▶ [What needs to be done]: All entries below are to be duplicated verbatim.
++++ Materials provided
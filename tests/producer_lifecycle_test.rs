use std::sync::Arc;
use std::sync::atomic::{AtomicUsize, Ordering};

use pilum::codec::Codec;
use pilum::codec::doc_values::{
    BinaryDocValues, ColumnarDocValuesFormat, DocValuesConsumer, DocValuesFormat,
    DocValuesProducer, NumericDocValues, SortedDocValues,
};
use pilum::codec::per_field::PerFieldFormats;
use pilum::codec::registry::FormatRegistry;
use pilum::error::{PilumError, Result};
use pilum::index::state::{SegmentReadState, SegmentWriteState};
use pilum::index::{FieldInfo, SegmentReader, SegmentWriter, SegmentWriterConfig};
use pilum::storage::Storage;
use pilum::storage::memory::MemoryStorage;

static HEALTHY_CLOSES: AtomicUsize = AtomicUsize::new(0);
static PARTIAL_OPEN_CLOSES: AtomicUsize = AtomicUsize::new(0);

/// Columnar doc values that count how often their producer is closed.
#[derive(Debug)]
struct CountingFormat {
    name: &'static str,
    closes: &'static AtomicUsize,
}

#[derive(Debug)]
struct CountingProducer {
    inner: Box<dyn DocValuesProducer>,
    closes: &'static AtomicUsize,
}

impl DocValuesFormat for CountingFormat {
    fn name(&self) -> &str {
        self.name
    }

    fn fields_consumer(&self, state: &SegmentWriteState) -> Result<Box<dyn DocValuesConsumer>> {
        ColumnarDocValuesFormat::default().fields_consumer(state)
    }

    fn fields_producer(&self, state: &SegmentReadState) -> Result<Box<dyn DocValuesProducer>> {
        Ok(Box::new(CountingProducer {
            inner: ColumnarDocValuesFormat::default().fields_producer(state)?,
            closes: self.closes,
        }))
    }
}

impl DocValuesProducer for CountingProducer {
    fn numeric(&self, field: &FieldInfo) -> Result<Arc<dyn NumericDocValues>> {
        self.inner.numeric(field)
    }

    fn binary(&self, field: &FieldInfo) -> Result<Box<dyn BinaryDocValues>> {
        self.inner.binary(field)
    }

    fn sorted(&self, field: &FieldInfo) -> Result<Box<dyn SortedDocValues>> {
        self.inner.sorted(field)
    }

    fn check_integrity(&self) -> Result<()> {
        self.inner.check_integrity()
    }

    fn close(&self) -> Result<()> {
        self.closes.fetch_add(1, Ordering::SeqCst);
        self.inner.close()
    }
}

/// Writes like the columnar format but can never be opened for reading.
#[derive(Debug)]
struct UnreadableFormat;

impl DocValuesFormat for UnreadableFormat {
    fn name(&self) -> &str {
        "Unreadable10"
    }

    fn fields_consumer(&self, state: &SegmentWriteState) -> Result<Box<dyn DocValuesConsumer>> {
        ColumnarDocValuesFormat::default().fields_consumer(state)
    }

    fn fields_producer(&self, _state: &SegmentReadState) -> Result<Box<dyn DocValuesProducer>> {
        Err(PilumError::storage("media unreadable"))
    }
}

fn counting(name: &'static str, closes: &'static AtomicUsize) -> Arc<dyn DocValuesFormat> {
    FormatRegistry::global()
        .write()
        .register_doc_values_format(name, move || {
            Arc::new(CountingFormat { name, closes }) as Arc<dyn DocValuesFormat>
        })
        .unwrap();
    Arc::new(CountingFormat { name, closes })
}

fn write_segment(storage: &Arc<dyn Storage>, formats: PerFieldFormats<dyn DocValuesFormat>) {
    let codec = Codec::builder().doc_values_policy(Arc::new(formats)).build();
    let mut writer = SegmentWriter::with_codec(
        Arc::clone(storage),
        "_0",
        8,
        SegmentWriterConfig::default(),
        Arc::new(codec),
    )
    .unwrap();
    writer.add_numeric_field("a_counted", (0..8).collect()).unwrap();
    writer.add_numeric_field("b_other", (0..8).map(|d| d * 10).collect()).unwrap();
    writer.commit().unwrap();
}

#[test]
fn test_double_close_closes_each_producer_once() {
    let storage: Arc<dyn Storage> = Arc::new(MemoryStorage::new_default());
    let format = counting("CountingHealthy10", &HEALTHY_CLOSES);
    write_segment(&storage, PerFieldFormats::new(format));

    let reader = SegmentReader::open(Arc::clone(&storage), "_0").unwrap();
    assert_eq!(reader.numeric("a_counted").unwrap().get(3).unwrap(), 3);
    assert_eq!(reader.numeric("b_other").unwrap().get(3).unwrap(), 30);
    assert_eq!(HEALTHY_CLOSES.load(Ordering::SeqCst), 0);

    // Both fields share one producer.
    reader.close().unwrap();
    reader.close().unwrap();
    assert_eq!(HEALTHY_CLOSES.load(Ordering::SeqCst), 1);
}

#[test]
fn test_failed_open_closes_already_opened_producers() {
    let storage: Arc<dyn Storage> = Arc::new(MemoryStorage::new_default());
    let unreadable: Arc<dyn DocValuesFormat> = Arc::new(UnreadableFormat);
    FormatRegistry::global()
        .write()
        .register_doc_values_format("Unreadable10", || {
            Arc::new(UnreadableFormat) as Arc<dyn DocValuesFormat>
        })
        .unwrap();
    let mut formats = PerFieldFormats::new(counting("CountingPartial10", &PARTIAL_OPEN_CLOSES));
    formats.add_format("b_other", unreadable);
    write_segment(&storage, formats);

    let err = SegmentReader::open(Arc::clone(&storage), "_0").unwrap_err();
    assert!(err.to_string().contains("media unreadable"), "{err}");
    assert!(!err.is_corruption());
    assert_eq!(PARTIAL_OPEN_CLOSES.load(Ordering::SeqCst), 1);
}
++++++++
▶ [Exercise output]:
filename tests/producer_lifecycle_test.rs
use std::sync::Arc;
use std::sync::atomic::{AtomicUsize, Ordering};

use pilum::codec::Codec;
use pilum::codec::doc_values::{
    BinaryDocValues, ColumnarDocValuesFormat, DocValuesConsumer, DocValuesFormat,
    DocValuesProducer, NumericDocValues, SortedDocValues,
};
use pilum::codec::per_field::PerFieldFormats;
use pilum::codec::registry::FormatRegistry;
use pilum::error::{PilumError, Result};
use pilum::index::state::{SegmentReadState, SegmentWriteState};
use pilum::index::{FieldInfo, SegmentReader, SegmentWriter, SegmentWriterConfig};
use pilum::storage::Storage;
use pilum::storage::memory::MemoryStorage;

static HEALTHY_CLOSES: AtomicUsize = AtomicUsize::new(0);
static PARTIAL_OPEN_CLOSES: AtomicUsize = AtomicUsize::new(0);

/// Columnar doc values that count how often their producer is closed.
#[derive(Debug)]
struct CountingFormat {
    name: &'static str,
    closes: &'static AtomicUsize,
}

#[derive(Debug)]
struct CountingProducer {
    inner: Box<dyn DocValuesProducer>,
    closes: &'static AtomicUsize,
}

impl DocValuesFormat for CountingFormat {
    fn name(&self) -> &str {
        self.name
    }

    fn fields_consumer(&self, state: &SegmentWriteState) -> Result<Box<dyn DocValuesConsumer>> {
        ColumnarDocValuesFormat::default().fields_consumer(state)
    }

    fn fields_producer(&self, state: &SegmentReadState) -> Result<Box<dyn DocValuesProducer>> {
        Ok(Box::new(CountingProducer {
            inner: ColumnarDocValuesFormat::default().fields_producer(state)?,
            closes: self.closes,
        }))
    }
}

impl DocValuesProducer for CountingProducer {
    fn numeric(&self, field: &FieldInfo) -> Result<Arc<dyn NumericDocValues>> {
        self.inner.numeric(field)
    }

    fn binary(&self, field: &FieldInfo) -> Result<Box<dyn BinaryDocValues>> {
        self.inner.binary(field)
    }

    fn sorted(&self, field: &FieldInfo) -> Result<Box<dyn SortedDocValues>> {
        self.inner.sorted(field)
    }

    fn check_integrity(&self) -> Result<()> {
        self.inner.check_integrity()
    }

    fn close(&self) -> Result<()> {
        self.closes.fetch_add(1, Ordering::SeqCst);
        self.inner.close()
    }
}

/// Writes like the columnar format but can never be opened for reading.
#[derive(Debug)]
struct UnreadableFormat;

impl DocValuesFormat for UnreadableFormat {
    fn name(&self) -> &str {
        "Unreadable10"
    }

    fn fields_consumer(&self, state: &SegmentWriteState) -> Result<Box<dyn DocValuesConsumer>> {
        ColumnarDocValuesFormat::default().fields_consumer(state)
    }

    fn fields_producer(&self, _state: &SegmentReadState) -> Result<Box<dyn DocValuesProducer>> {
        Err(PilumError::storage("media unreadable"))
    }
}

fn counting(name: &'static str, closes: &'static AtomicUsize) -> Arc<dyn DocValuesFormat> {
    FormatRegistry::global()
        .write()
        .register_doc_values_format(name, move || {
            Arc::new(CountingFormat { name, closes }) as Arc<dyn DocValuesFormat>
        })
        .unwrap();
    Arc::new(CountingFormat { name, closes })
}

fn write_segment(storage: &Arc<dyn Storage>, formats: PerFieldFormats<dyn DocValuesFormat>) {
    let codec = Codec::builder().doc_values_policy(Arc::new(formats)).build();
    let mut writer = SegmentWriter::with_codec(
        Arc::clone(storage),
        "_0",
        8,
        SegmentWriterConfig::default(),
        Arc::new(codec),
    )
    .unwrap();
    writer.add_numeric_field("a_counted", (0..8).collect()).unwrap();
    writer.add_numeric_field("b_other", (0..8).map(|d| d * 10).collect()).unwrap();
    writer.commit().unwrap();
}

#[test]
fn test_double_close_closes_each_producer_once() {
    let storage: Arc<dyn Storage> = Arc::new(MemoryStorage::new_default());
    let format = counting("CountingHealthy10", &HEALTHY_CLOSES);
    write_segment(&storage, PerFieldFormats::new(format));

    let reader = SegmentReader::open(Arc::clone(&storage), "_0").unwrap();
    assert_eq!(reader.numeric("a_counted").unwrap().get(3).unwrap(), 3);
    assert_eq!(reader.numeric("b_other").unwrap().get(3).unwrap(), 30);
    assert_eq!(HEALTHY_CLOSES.load(Ordering::SeqCst), 0);

    // Both fields share one producer.
    reader.close().unwrap();
    reader.close().unwrap();
    assert_eq!(HEALTHY_CLOSES.load(Ordering::SeqCst), 1);
}

#[test]
fn test_failed_open_closes_already_opened_producers() {
    let storage: Arc<dyn Storage> = Arc::new(MemoryStorage::new_default());
    let unreadable: Arc<dyn DocValuesFormat> = Arc::new(UnreadableFormat);
    FormatRegistry::global()
        .write()
        .register_doc_values_format("Unreadable10", || {
            Arc::new(UnreadableFormat) as Arc<dyn DocValuesFormat>
        })
        .unwrap();
    let mut formats = PerFieldFormats::new(counting("CountingPartial10", &PARTIAL_OPEN_CLOSES));
    formats.add_format("b_other", unreadable);
    write_segment(&storage, formats);

    let err = SegmentReader::open(Arc::clone(&storage), "_0").unwrap_err();
    assert!(err.to_string().contains("media unreadable"), "{err}");
    assert!(!err.is_corruption());
    assert_eq!(PARTIAL_OPEN_CLOSES.load(Ordering::SeqCst), 1);
}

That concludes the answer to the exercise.